ダーシー役サム・ライリーに全女性観客が落ちた!「高慢と偏見とゾンビ」は全女性必見!

ダーシー役サム・ライリーに全女性観客が落ちた!「高慢と偏見とゾンビ」は全女性必見!

高慢と偏見とゾンビ


(C)2016 PPZ Holdings, LLC


あの不朽の名作「風と共に去りぬ」に匹敵する、イギリスの名作古典文学「高慢と偏見」の世界に、なんとゾンビを登場させて話題となった小説「高慢と偏見とゾンビ」。現在日本でも公開中の本作は、その待望の映画化だ。

本作の元となった小説「高慢と偏見」は、イギリスの女性作家ジェーン・オースティンの2作目の長編小説であり、時代を超えてなお多くの女性の共感を呼ぶ、人気古典文学として名高い小説。そのため過去に何度も映画化されており、今回のような二次創作やパロディ作品も数多く存在するなど、未だに根強い人気を誇っている。

例えば、女性に大人気の映画「ブリジットジョーンズの日記」。実はこれの原作小説も「高慢と偏見」を元に書かれているくらいだ。(映画に登場した、コリン・ファレルの役名もダーシー。ちなみに彼は1995年イギリスBBC製作のテレビドラマ版「高慢と偏見」でも、ダーシーを演じている)
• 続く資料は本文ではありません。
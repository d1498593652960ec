// orchestrator-rs/src/confirmation.rs
// Operator confirmation as an explicit suspend-and-resume point

use std::sync::Arc;
use std::time::Duration;

use async_trait::async_trait;
use intent_schema::Command;
use tokio::sync::{mpsc, oneshot};

/// What the operator is asked to approve.
#[derive(Debug, Clone, PartialEq, Eq)]
pub struct ConfirmationRequest {
    pub request_id: u64,
    pub command: Command,
    /// e.g. `Execute run_command → ls -la?`
    pub prompt: String,
}

/// Asks the operator. Returns `true` only on explicit approval.
#[async_trait]
pub trait ConfirmationPrompt: Send + Sync {
    async fn ask(&self, request: ConfirmationRequest) -> bool;
}

#[derive(Debug, Clone, Copy, PartialEq, Eq)]
pub enum ConfirmationOutcome {
    Approved,
    Declined,
    TimedOut,
}

impl ConfirmationOutcome {
    pub fn is_approved(&self) -> bool {
        matches!(self, ConfirmationOutcome::Approved)
    }
}

/// Applies the confirmation timeout around a [`ConfirmationPrompt`].
///
/// Each call waits on its own prompt, so requests confirm independently.
#[derive(Clone)]
pub struct ConfirmationBroker {
    prompt: Arc<dyn ConfirmationPrompt>,
    timeout: Option<Duration>,
}

impl ConfirmationBroker {
    /// `timeout` of `None` waits for the operator indefinitely.
    pub fn new(prompt: Arc<dyn ConfirmationPrompt>, timeout: Option<Duration>) -> Self {
        Self { prompt, timeout }
    }

    pub async fn confirm(&self, request_id: u64, command: &Command) -> ConfirmationOutcome {
        let request = ConfirmationRequest {
            request_id,
            command: command.clone(),
            prompt: command.confirmation_prompt(),
        };

        let answer = match self.timeout {
            Some(limit) => match tokio::time::timeout(limit, self.prompt.ask(request)).await {
                Ok(answer) => answer,
                Err(_) => {
                    tracing::info!(request_id, timeout_secs = limit.as_secs(), "Confirmation timed out");
                    return ConfirmationOutcome::TimedOut;
                }
            },
            None => self.prompt.ask(request).await,
        };

        if answer {
            ConfirmationOutcome::Approved
        } else {
            ConfirmationOutcome::Declined
        }
    }
}

/// A confirmation waiting for the operator's answer.
#[derive(Debug)]
pub struct PendingConfirmation {
    pub request: ConfirmationRequest,
    responder: oneshot::Sender<bool>,
}

impl PendingConfirmation {
    pub fn new(request: ConfirmationRequest, responder: oneshot::Sender<bool>) -> Self {
        Self { request, responder }
    }

    pub fn answer(self, approved: bool) {
        // The request may have been cancelled or timed out meanwhile
        if self.responder.send(approved).is_err() {
            tracing::debug!(request_id = self.request.request_id, "Confirmation answered after the request ended");
        }
    }

    /// Whether the waiting request has already given up.
    pub fn is_abandoned(&self) -> bool {
        self.responder.is_closed()
    }

    /// Resolves once the waiting request gives up.
    pub async fn abandoned(&mut self) {
        self.responder.closed().await
    }
}

/// [`ConfirmationPrompt`] that forwards each question to a front-end over a channel.
///
/// Dropping a [`PendingConfirmation`] without answering counts as "no".
#[derive(Debug, Clone)]
pub struct ChannelConfirmationPrompt {
    tx: mpsc::UnboundedSender<PendingConfirmation>,
}

impl ChannelConfirmationPrompt {
    pub fn new() -> (Self, mpsc::UnboundedReceiver<PendingConfirmation>) {
        let (tx, rx) = mpsc::unbounded_channel();
        (Self { tx }, rx)
    }
}

#[async_trait]
impl ConfirmationPrompt for ChannelConfirmationPrompt {
    async fn ask(&self, request: ConfirmationRequest) -> bool {
        let (responder, answer) = oneshot::channel();
        if self
            .tx
            .send(PendingConfirmation::new(request, responder))
            .is_err()
        {
            tracing::warn!("No front-end is listening for confirmations; declining");
            return false;
        }
        answer.await.unwrap_or(false)
    }
}

#[cfg(test)]
mod tests {
    use super::*;
    use intent_schema::Action;

    fn shutdown() -> Command {
        Command {
            action: Action::Shutdown,
            target: "now".into(),
            confirm: true,
            safe: false,
        }
    }

    #[tokio::test]
    async fn test_channel_prompt_round_trip() {
        let (prompt, mut rx) = ChannelConfirmationPrompt::new();
        let broker = ConfirmationBroker::new(Arc::new(prompt), None);

        let answering = tokio::spawn(async move {
            let pending = rx.recv().await.unwrap();
            assert_eq!(pending.request.prompt, "Execute shutdown → now?");
            pending.answer(true);
        });

        assert_eq!(broker.confirm(1, &shutdown()).await, ConfirmationOutcome::Approved);
        answering.await.unwrap();
    }

    #[tokio::test]
    async fn test_dropped_pending_counts_as_no() {
        let (prompt, mut rx) = ChannelConfirmationPrompt::new();
        let broker = ConfirmationBroker::new(Arc::new(prompt), None);

        tokio::spawn(async move {
            drop(rx.recv().await);
        });

        assert_eq!(broker.confirm(2, &shutdown()).await, ConfirmationOutcome::Declined);
    }

    #[tokio::test]
    async fn test_closed_channel_declines() {
        let (prompt, rx) = ChannelConfirmationPrompt::new();
        drop(rx);
        let broker = ConfirmationBroker::new(Arc::new(prompt), None);
        assert_eq!(broker.confirm(3, &shutdown()).await, ConfirmationOutcome::Declined);
    }

    #[tokio::test(start_paused = true)]
    async fn test_unanswered_confirmation_times_out() {
        let (prompt, mut rx) = ChannelConfirmationPrompt::new();
        let broker = ConfirmationBroker::new(Arc::new(prompt), Some(Duration::from_secs(120)));

        let outcome = broker.confirm(4, &shutdown()).await;
        assert_eq!(outcome, ConfirmationOutcome::TimedOut);

        let pending = rx.recv().await.unwrap();
        assert!(pending.is_abandoned());
    }
}
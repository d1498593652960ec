//! Schema validation of raw classifier responses
//!
//! The classifier is untrusted: its output is checked field by field against
//! a closed shape instead of being handed to a lenient deserializer.

use serde_json::{Map, Value};

use crate::errors::{ParseError, ParseResult};
use crate::intent::{Action, Command, Conversation, Intent};

const COMMAND_FIELDS: [&str; 5] = ["type", "action", "target", "confirm", "safe"];
const CONVERSATION_FIELDS: [&str; 2] = ["type", "response"];

/// Validate `raw` against the two permitted intent shapes.
///
/// Pure: no side effects. Leading and trailing whitespace is tolerated, any
/// other surrounding text (prose, markdown fences) is a [`ParseError`].
pub fn parse(raw: &str) -> ParseResult<Intent> {
    let value: Value =
        serde_json::from_str(raw.trim()).map_err(|e| ParseError::InvalidJson(e.to_string()))?;

    let object = match &value {
        Value::Object(map) => map,
        other => return Err(ParseError::NotAnObject(json_type_name(other))),
    };

    let kind = match object.get("type") {
        None => return Err(ParseError::MissingDiscriminator),
        Some(Value::String(s)) => s.as_str(),
        Some(_) => {
            return Err(ParseError::WrongType {
                field: "type",
                expected: "string",
            })
        }
    };

    let intent = match kind {
        "command" => {
            reject_unexpected(object, &COMMAND_FIELDS)?;
            Intent::Command(parse_command(object)?)
        }
        "conversation" => {
            reject_unexpected(object, &CONVERSATION_FIELDS)?;
            Intent::Conversation(Conversation {
                response: required_string(object, "conversation", "response")?,
            })
        }
        other => return Err(ParseError::UnknownType(other.to_string())),
    };

    log::debug!("Validated {} intent", intent.kind());
    Ok(intent)
}

fn parse_command(object: &Map<String, Value>) -> ParseResult<Command> {
    let action = required_string(object, "command", "action")?;
    let action = action.parse::<Action>()?;

    Ok(Command {
        action,
        target: required_string(object, "command", "target")?,
        confirm: required_bool(object, "command", "confirm")?,
        safe: required_bool(object, "command", "safe")?,
    })
}

fn reject_unexpected(object: &Map<String, Value>, allowed: &[&str]) -> ParseResult<()> {
    // Report the first offender in key order so errors are stable
    let mut extras: Vec<&String> = object
        .keys()
        .filter(|k| !allowed.contains(&k.as_str()))
        .collect();
    extras.sort();

    match extras.first() {
        Some(field) => Err(ParseError::UnexpectedField((*field).clone())),
        None => Ok(()),
    }
}

fn required_string(
    object: &Map<String, Value>,
    variant: &'static str,
    field: &'static str,
) -> ParseResult<String> {
    match object.get(field) {
        None => Err(ParseError::MissingField { variant, field }),
        Some(Value::String(s)) => Ok(s.clone()),
        Some(_) => Err(ParseError::WrongType {
            field,
            expected: "string",
        }),
    }
}

fn required_bool(
    object: &Map<String, Value>,
    variant: &'static str,
    field: &'static str,
) -> ParseResult<bool> {
    match object.get(field) {
        None => Err(ParseError::MissingField { variant, field }),
        Some(Value::Bool(b)) => Ok(*b),
        Some(_) => Err(ParseError::WrongType {
            field,
            expected: "boolean",
        }),
    }
}

fn json_type_name(value: &Value) -> &'static str {
    match value {
        Value::Null => "null",
        Value::Bool(_) => "boolean",
        Value::Number(_) => "number",
        Value::String(_) => "string",
        Value::Array(_) => "array",
        Value::Object(_) => "object",
    }
}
映画製作中からオリジナル小説のファンはもちろん、ホラー映画ファンの間でも話題となっており、「ゾンビ」というタイトルにも関わらず、劇場では女性同士のグループや男女カップルでの鑑賞が目立った本作。全国で45館という小規模での公開ながら、自分が鑑賞した公開3日目の午後の回はチケット完売の人気!さあ、果たして、その出来はどうだったのか?

ストーリー


謎のゾンビウィルスが蔓延する19世紀のイギリス。片田舎で暮らすベネット家の5人姉妹は、裕福な男性との結婚を夢に見ながら、淑女のたしなみとして身につけた得意の「武術」で、襲い来るゾンビから身を守る日々を送っていた。
ある日、ベネット家の屋敷の隣に資産家のビングリーが引っ越して来る。ビングリーの友人で大富豪、そして凄腕のゾンビハンターであるダーシーも出入りするようになる中で、ベネット家の長女ジェインとビングリーは互いに恋に落ちることに。一方、次女リズはダーシーの「高慢さ」に反感を抱くのだが、ダーシーの方はゾンビを見事に倒すリズの姿に、知らないうちに惹かれつつあった。だが、運命は彼らをイギリス帝国を裏から壊滅させようとする、恐ろしい計画に巻き込もうとしていた。。今、イギリスの存亡を賭けた、ゾンビVS人類の最終決戦の幕が切って落とされる!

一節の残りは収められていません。